*** Opening of DATA ***

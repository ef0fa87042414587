//! Engine configuration.

/// How much of the graph gets materialized, and whether local builds run.
#[derive(Debug, Clone, Copy, PartialEq, Eq, Default)]
pub enum BuildMode {
    /// Materialize only what top-level targets transitively need.
    #[default]
    Shallow,
    /// Materialize every transitive dep, even behind cache hits.
    Deep,
    /// Cache fetches only; a rule that would build locally fails instead.
    PopulateFromRemoteCache,
}

/// Dep-file key handling.
#[derive(Debug, Clone, Copy, PartialEq, Eq, Default)]
pub enum DepFileMode {
    /// No dep-file keys at all.
    #[default]
    Disabled,
    /// Compute and match dep-file keys against on-disk state.
    Enabled,
    /// Dep-file keys plus the manifest store for cross-machine reuse.
    Cache,
}

impl DepFileMode {
    pub fn keys_enabled(self) -> bool {
        !matches!(self, DepFileMode::Disabled)
    }

    pub fn manifest_caching(self) -> bool {
        matches!(self, DepFileMode::Cache)
    }
}

/// Resource vector a task occupies while admitted by the scheduler.
#[derive(Debug, Clone, Copy, PartialEq, Eq, Default)]
pub struct ResourceAmounts {
    pub cpu: u32,
    pub memory: u32,
    pub disk_io: u32,
    pub network_io: u32,
}

impl ResourceAmounts {
    pub const ZERO: ResourceAmounts = ResourceAmounts {
        cpu: 0,
        memory: 0,
        disk_io: 0,
        network_io: 0,
    };

    /// Weight of one local build step slot.
    pub fn one_cpu() -> Self {
        Self {
            cpu: 1,
            memory: 1,
            ..Self::ZERO
        }
    }

    /// Weight of a cache fetch (network plus disk).
    pub fn one_fetch() -> Self {
        Self {
            network_io: 1,
            disk_io: 1,
            ..Self::ZERO
        }
    }

    pub fn checked_add(self, other: Self) -> Option<Self> {
        Some(Self {
            cpu: self.cpu.checked_add(other.cpu)?,
            memory: self.memory.checked_add(other.memory)?,
            disk_io: self.disk_io.checked_add(other.disk_io)?,
            network_io: self.network_io.checked_add(other.network_io)?,
        })
    }

    pub fn saturating_sub(self, other: Self) -> Self {
        Self {
            cpu: self.cpu.saturating_sub(other.cpu),
            memory: self.memory.saturating_sub(other.memory),
            disk_io: self.disk_io.saturating_sub(other.disk_io),
            network_io: self.network_io.saturating_sub(other.network_io),
        }
    }

    /// Component-wise `self <= cap`.
    pub fn fits_within(self, cap: Self) -> bool {
        self.cpu <= cap.cpu
            && self.memory <= cap.memory
            && self.disk_io <= cap.disk_io
            && self.network_io <= cap.network_io
    }
}

/// Everything the engine recognizes at construction time.
#[derive(Debug, Clone)]
pub struct EngineConfig {
    pub build_mode: BuildMode,
    pub dep_files: DepFileMode,
    /// Manifest overflow bound: at this size the manifest resets before the
    /// next entry is added.
    pub max_dep_file_cache_entries: usize,
    /// Byte cap for artifact uploads; `None` means unlimited.
    pub artifact_cache_size_limit: Option<u64>,
    /// Byte cap on the summed source sizes an input-based key may hash.
    pub input_key_size_limit: Option<u64>,
    pub keep_going: bool,
    /// Memoize default rule keys per target for the engine's lifetime.
    pub rule_key_caching: bool,
    /// Folded into every rule key; bump fleet-wide to invalidate all keys.
    pub key_seed: u64,
    /// Scheduler admission caps.
    pub resource_caps: ResourceAmounts,
    /// FIFO admission when true; first-fit otherwise.
    pub fair_scheduling: bool,
}

impl Default for EngineConfig {
    fn default() -> Self {
        Self {
            build_mode: BuildMode::Shallow,
            dep_files: DepFileMode::Disabled,
            max_dep_file_cache_entries: 256,
            artifact_cache_size_limit: None,
            input_key_size_limit: None,
            keep_going: false,
            rule_key_caching: true,
            key_seed: 0,
            resource_caps: ResourceAmounts {
                cpu: 8,
                memory: 8,
                disk_io: 4,
                network_io: 4,
            },
            fair_scheduling: true,
        }
    }
}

*** Close of DATA ***

Across the listing above, count every line containing the string "Weight" and give the result with no comment.

2